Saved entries
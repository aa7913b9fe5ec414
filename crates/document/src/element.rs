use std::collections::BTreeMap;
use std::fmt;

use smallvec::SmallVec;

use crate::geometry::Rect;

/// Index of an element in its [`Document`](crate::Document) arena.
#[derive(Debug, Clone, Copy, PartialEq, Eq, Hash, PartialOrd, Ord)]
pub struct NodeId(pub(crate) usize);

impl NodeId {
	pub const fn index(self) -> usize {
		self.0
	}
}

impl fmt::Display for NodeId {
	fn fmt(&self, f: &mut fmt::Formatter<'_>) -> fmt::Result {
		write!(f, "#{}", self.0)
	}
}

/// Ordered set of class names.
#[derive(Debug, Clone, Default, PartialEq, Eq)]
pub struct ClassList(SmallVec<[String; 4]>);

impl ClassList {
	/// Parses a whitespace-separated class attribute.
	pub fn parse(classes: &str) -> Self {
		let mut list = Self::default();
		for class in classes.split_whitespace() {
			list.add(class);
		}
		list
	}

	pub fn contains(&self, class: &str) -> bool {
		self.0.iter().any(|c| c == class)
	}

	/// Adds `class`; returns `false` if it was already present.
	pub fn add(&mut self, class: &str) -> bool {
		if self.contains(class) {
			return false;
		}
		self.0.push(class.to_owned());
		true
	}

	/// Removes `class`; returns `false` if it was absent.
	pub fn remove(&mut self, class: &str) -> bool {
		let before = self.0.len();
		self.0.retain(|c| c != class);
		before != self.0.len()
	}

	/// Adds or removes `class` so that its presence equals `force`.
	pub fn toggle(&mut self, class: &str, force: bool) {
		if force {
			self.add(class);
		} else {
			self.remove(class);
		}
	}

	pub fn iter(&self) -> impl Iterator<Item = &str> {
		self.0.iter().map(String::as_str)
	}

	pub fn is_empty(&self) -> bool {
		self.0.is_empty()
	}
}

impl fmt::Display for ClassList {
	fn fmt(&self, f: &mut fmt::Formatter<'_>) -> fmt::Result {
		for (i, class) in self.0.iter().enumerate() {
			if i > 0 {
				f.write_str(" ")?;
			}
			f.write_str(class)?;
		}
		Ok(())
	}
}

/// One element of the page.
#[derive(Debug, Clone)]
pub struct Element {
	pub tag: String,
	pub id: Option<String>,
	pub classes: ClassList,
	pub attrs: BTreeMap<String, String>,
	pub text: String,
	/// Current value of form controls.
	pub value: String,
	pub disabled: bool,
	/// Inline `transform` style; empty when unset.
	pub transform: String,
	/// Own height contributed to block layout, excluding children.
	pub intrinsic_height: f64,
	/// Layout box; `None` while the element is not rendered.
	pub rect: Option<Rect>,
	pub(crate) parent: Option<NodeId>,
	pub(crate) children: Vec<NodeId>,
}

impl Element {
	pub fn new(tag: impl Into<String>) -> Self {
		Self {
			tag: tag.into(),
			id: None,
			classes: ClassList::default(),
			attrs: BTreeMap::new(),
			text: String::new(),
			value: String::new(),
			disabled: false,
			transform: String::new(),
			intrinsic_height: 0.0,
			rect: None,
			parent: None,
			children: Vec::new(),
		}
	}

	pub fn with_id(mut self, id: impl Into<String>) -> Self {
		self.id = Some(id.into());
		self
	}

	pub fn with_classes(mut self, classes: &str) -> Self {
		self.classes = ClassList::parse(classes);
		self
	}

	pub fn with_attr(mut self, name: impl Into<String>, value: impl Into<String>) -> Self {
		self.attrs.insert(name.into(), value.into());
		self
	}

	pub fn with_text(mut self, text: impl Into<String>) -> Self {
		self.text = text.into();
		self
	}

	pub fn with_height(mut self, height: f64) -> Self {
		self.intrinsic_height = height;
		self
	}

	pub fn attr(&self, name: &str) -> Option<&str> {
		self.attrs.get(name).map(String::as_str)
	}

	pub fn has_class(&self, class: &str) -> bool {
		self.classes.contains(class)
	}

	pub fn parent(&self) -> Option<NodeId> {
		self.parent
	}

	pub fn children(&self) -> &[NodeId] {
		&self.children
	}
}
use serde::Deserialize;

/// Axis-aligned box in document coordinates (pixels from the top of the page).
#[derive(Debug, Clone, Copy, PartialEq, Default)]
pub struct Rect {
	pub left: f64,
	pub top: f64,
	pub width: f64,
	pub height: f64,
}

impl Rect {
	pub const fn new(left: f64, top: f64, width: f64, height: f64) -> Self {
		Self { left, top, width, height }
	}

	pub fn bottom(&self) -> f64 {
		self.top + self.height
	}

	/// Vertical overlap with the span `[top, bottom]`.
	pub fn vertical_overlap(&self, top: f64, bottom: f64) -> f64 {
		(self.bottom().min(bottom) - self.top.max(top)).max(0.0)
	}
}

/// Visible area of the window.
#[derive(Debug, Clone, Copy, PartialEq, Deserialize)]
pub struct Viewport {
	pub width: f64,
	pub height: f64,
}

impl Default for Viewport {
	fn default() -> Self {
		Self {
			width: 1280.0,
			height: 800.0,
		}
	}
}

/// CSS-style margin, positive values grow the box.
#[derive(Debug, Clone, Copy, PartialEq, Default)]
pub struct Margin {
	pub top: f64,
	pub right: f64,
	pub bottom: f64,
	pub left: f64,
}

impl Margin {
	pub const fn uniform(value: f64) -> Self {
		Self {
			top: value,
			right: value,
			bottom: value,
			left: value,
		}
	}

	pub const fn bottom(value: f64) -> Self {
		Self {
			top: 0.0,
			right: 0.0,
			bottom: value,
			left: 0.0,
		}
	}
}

...

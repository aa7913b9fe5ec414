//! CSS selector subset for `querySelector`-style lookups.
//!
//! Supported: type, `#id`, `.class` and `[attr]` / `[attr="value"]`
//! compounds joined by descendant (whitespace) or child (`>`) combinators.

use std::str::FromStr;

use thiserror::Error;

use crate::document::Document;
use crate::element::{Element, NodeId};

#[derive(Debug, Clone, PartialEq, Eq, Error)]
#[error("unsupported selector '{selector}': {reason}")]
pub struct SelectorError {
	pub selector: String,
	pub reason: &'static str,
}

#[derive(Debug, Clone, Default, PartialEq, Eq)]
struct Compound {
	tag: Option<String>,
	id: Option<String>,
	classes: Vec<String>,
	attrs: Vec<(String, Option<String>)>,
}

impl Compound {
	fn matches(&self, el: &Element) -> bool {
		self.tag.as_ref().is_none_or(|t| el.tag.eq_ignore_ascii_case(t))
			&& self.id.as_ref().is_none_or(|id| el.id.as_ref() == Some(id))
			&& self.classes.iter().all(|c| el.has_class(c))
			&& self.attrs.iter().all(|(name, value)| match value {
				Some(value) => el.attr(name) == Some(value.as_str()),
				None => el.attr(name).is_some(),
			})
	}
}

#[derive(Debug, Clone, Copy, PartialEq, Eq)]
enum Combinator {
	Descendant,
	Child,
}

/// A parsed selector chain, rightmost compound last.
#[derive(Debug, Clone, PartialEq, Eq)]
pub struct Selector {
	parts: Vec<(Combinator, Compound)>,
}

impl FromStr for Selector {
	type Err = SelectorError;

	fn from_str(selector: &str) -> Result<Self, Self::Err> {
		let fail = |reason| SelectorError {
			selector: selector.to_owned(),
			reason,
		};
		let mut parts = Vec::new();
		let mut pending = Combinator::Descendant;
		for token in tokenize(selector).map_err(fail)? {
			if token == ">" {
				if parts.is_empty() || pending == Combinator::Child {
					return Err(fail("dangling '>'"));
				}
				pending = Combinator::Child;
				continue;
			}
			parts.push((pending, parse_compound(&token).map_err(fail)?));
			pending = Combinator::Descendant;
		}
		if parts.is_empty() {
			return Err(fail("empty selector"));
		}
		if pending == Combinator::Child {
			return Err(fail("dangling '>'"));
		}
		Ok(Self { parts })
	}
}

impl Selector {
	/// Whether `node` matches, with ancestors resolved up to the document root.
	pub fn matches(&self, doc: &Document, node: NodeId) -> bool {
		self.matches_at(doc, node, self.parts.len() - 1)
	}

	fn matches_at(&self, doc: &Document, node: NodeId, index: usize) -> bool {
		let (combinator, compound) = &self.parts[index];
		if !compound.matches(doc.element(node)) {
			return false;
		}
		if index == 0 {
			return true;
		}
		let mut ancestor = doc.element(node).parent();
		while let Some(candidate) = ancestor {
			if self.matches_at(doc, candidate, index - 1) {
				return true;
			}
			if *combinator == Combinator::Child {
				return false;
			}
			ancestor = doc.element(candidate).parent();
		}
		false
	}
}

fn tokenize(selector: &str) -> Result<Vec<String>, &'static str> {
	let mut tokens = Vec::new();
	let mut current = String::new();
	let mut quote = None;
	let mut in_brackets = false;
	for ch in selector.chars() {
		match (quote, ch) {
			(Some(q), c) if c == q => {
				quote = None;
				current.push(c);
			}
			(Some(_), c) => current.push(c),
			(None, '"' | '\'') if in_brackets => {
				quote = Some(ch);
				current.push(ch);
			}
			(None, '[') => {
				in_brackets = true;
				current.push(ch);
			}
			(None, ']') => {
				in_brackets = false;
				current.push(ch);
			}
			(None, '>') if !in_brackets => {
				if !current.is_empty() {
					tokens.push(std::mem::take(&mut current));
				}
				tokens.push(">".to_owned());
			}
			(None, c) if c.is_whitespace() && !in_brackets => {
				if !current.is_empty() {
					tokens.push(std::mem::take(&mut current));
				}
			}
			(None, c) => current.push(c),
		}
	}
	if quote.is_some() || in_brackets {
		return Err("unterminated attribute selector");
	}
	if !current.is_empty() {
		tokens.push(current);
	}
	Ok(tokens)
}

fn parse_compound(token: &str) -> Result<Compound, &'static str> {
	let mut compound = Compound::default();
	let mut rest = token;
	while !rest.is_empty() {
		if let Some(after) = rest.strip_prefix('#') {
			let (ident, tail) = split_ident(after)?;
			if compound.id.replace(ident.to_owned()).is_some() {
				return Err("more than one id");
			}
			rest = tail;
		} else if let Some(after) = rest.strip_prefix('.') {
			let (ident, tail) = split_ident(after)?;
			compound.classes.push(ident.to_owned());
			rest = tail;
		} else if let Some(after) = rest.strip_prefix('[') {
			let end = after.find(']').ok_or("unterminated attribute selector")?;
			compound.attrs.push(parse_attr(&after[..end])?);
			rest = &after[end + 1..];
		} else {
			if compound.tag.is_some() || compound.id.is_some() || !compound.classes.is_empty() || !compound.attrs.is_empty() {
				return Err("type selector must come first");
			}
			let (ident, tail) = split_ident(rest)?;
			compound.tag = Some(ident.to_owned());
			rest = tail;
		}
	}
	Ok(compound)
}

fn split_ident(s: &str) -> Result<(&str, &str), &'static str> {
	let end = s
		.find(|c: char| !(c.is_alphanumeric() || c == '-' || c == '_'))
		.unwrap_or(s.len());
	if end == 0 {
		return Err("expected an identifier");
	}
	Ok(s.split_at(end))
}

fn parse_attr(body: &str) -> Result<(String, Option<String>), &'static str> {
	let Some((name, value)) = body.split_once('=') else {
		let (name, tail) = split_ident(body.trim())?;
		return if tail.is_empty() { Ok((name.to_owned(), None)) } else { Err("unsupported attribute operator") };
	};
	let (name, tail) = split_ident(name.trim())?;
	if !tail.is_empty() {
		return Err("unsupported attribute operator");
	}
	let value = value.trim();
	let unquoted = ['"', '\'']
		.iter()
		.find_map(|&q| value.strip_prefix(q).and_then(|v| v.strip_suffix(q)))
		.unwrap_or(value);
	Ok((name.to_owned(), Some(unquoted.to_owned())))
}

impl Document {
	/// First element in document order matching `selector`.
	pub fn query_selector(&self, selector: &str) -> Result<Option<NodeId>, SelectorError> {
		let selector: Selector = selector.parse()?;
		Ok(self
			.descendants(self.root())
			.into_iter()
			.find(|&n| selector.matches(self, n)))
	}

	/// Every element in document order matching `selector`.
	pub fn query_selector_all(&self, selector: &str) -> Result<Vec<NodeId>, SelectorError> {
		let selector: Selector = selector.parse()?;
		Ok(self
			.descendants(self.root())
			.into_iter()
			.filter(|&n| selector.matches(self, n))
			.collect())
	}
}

Work instruction:
Look above for the line with "use serde::Deserialize;" and the line with "pub fn vertical_overlap(&self, top: f64, bottom: f64)". Retype those two lines and every line between them exactly, adding nothing.

Solution to the exercise:
use serde::Deserialize;

/// Axis-aligned box in document coordinates (pixels from the top of the page).
#[derive(Debug, Clone, Copy, PartialEq, Default)]
pub struct Rect {
	pub left: f64,
	pub top: f64,
	pub width: f64,
	pub height: f64,
}

impl Rect {
	pub const fn new(left: f64, top: f64, width: f64, height: f64) -> Self {
		Self { left, top, width, height }
	}

	pub fn bottom(&self) -> f64 {
		self.top + self.height
	}

	/// Vertical overlap with the span `[top, bottom]`.
	pub fn vertical_overlap(&self, top: f64, bottom: f64) -> f64 {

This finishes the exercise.